##### INFORMATION SUPPLIED #####
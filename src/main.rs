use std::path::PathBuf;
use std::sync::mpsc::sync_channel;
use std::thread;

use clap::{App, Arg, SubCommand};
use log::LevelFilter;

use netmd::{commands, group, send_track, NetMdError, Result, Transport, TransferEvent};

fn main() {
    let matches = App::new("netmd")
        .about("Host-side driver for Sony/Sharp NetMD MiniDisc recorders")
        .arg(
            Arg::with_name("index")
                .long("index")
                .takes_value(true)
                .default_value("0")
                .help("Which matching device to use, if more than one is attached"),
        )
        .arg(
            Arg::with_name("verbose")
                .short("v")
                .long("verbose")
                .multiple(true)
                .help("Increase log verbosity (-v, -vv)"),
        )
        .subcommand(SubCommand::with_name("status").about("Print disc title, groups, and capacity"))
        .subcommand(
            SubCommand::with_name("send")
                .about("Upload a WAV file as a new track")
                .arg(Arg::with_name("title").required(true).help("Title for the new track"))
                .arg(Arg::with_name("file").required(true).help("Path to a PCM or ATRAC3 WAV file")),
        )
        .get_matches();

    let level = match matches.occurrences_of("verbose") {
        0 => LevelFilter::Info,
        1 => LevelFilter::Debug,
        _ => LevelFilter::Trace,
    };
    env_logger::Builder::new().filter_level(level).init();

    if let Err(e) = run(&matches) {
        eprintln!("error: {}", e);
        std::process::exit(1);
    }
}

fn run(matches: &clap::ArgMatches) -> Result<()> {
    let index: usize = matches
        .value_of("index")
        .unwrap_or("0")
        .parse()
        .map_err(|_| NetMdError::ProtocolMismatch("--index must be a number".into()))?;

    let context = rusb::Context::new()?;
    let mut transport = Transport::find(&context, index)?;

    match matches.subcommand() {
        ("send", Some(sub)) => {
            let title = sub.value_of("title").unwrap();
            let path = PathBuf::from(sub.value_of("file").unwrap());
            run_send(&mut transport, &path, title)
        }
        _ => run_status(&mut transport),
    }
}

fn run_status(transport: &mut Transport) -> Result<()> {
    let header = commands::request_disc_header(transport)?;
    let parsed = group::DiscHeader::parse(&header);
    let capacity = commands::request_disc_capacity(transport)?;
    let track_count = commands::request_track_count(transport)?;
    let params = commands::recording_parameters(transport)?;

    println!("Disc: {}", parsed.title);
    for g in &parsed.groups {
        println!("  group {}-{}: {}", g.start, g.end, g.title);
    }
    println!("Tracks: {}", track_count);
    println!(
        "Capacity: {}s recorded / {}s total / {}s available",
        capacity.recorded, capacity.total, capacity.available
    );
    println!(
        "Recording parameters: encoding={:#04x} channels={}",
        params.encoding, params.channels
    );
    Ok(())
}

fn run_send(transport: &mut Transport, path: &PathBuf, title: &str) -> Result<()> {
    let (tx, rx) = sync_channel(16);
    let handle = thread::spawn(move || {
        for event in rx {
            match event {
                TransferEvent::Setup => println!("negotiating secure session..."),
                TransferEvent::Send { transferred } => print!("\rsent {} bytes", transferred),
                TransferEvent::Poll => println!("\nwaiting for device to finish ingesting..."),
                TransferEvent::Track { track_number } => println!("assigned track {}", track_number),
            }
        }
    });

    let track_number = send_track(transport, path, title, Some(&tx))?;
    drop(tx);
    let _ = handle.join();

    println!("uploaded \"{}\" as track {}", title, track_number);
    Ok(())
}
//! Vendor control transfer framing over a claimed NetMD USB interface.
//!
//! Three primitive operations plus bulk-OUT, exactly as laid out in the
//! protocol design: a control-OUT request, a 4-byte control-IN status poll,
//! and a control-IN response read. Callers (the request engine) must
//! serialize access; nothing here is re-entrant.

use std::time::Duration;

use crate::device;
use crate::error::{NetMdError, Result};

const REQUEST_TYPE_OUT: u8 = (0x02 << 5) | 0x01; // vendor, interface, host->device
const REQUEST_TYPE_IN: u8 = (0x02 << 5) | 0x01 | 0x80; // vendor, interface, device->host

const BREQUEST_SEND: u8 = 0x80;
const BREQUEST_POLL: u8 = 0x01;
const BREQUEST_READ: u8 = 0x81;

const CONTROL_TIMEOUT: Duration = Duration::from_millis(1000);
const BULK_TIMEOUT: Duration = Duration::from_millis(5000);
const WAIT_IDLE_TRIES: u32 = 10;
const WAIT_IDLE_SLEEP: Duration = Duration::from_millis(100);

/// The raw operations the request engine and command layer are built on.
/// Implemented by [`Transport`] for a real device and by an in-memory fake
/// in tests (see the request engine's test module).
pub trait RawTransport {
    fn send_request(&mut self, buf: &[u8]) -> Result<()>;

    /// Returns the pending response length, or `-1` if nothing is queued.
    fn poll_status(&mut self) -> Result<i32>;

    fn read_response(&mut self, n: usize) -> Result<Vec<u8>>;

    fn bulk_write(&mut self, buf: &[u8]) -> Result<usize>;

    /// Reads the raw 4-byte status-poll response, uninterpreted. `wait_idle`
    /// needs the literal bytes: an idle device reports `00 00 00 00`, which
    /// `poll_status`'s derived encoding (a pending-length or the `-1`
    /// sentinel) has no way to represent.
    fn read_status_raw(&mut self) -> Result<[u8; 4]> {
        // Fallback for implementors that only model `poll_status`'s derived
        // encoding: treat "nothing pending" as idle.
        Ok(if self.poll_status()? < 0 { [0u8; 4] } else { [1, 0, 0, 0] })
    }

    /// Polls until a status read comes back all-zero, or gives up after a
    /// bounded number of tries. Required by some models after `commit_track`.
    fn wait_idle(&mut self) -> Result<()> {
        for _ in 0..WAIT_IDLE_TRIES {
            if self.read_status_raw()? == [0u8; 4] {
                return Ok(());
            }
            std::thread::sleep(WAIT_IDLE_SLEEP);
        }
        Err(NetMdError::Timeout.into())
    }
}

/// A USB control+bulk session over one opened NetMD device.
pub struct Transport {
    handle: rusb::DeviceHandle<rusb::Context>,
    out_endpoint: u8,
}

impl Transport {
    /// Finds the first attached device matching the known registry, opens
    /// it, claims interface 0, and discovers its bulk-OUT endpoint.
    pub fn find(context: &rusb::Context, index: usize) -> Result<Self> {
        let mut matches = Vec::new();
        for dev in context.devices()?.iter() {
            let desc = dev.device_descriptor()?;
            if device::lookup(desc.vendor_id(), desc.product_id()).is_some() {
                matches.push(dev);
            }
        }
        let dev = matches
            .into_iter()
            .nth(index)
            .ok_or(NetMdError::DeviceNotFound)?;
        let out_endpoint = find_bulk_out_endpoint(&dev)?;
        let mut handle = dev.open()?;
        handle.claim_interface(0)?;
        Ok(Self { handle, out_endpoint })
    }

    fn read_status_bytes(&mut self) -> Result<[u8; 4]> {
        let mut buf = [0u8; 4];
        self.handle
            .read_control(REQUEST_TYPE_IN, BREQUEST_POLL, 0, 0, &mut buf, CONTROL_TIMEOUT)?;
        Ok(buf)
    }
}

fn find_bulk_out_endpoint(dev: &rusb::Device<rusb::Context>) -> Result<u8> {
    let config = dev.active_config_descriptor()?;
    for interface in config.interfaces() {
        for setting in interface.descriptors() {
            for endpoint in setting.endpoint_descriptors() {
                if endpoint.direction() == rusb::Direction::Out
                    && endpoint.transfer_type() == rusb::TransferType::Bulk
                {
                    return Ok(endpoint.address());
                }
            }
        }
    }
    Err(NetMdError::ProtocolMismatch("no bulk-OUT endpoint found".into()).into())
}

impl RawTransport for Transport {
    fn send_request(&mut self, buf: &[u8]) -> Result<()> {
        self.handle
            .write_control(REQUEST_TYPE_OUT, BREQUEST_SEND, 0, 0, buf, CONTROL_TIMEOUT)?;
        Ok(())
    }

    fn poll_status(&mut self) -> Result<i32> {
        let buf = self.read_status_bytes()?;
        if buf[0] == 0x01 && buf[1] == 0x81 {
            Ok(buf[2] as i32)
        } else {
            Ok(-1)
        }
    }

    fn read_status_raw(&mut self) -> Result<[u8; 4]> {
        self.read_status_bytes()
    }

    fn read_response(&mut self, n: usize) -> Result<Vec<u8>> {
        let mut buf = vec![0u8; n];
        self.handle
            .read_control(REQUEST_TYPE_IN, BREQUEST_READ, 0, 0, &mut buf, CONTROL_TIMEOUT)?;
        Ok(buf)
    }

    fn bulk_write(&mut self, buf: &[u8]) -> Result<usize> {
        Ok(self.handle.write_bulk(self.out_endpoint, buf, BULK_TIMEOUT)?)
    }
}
#####
REQUIRED WORK.
Retype the entries above exactly, but only from the line containing "fn send_request(&mut self, buf: &[u8]) -> Result<()>;" through the line containing "gives up after a", both included.

SOLUTION TO THE EXERCISE.
    fn send_request(&mut self, buf: &[u8]) -> Result<()>;

    /// Returns the pending response length, or `-1` if nothing is queued.
    fn poll_status(&mut self) -> Result<i32>;

    fn read_response(&mut self, n: usize) -> Result<Vec<u8>>;

    fn bulk_write(&mut self, buf: &[u8]) -> Result<usize>;

    /// Reads the raw 4-byte status-poll response, uninterpreted. `wait_idle`
    /// needs the literal bytes: an idle device reports `00 00 00 00`, which
    /// `poll_status`'s derived encoding (a pending-length or the `-1`
    /// sentinel) has no way to represent.
    fn read_status_raw(&mut self) -> Result<[u8; 4]> {
        // Fallback for implementors that only model `poll_status`'s derived
        // encoding: treat "nothing pending" as idle.
        Ok(if self.poll_status()? < 0 { [0u8; 4] } else { [1, 0, 0, 0] })
    }

    /// Polls until a status read comes back all-zero, or gives up after a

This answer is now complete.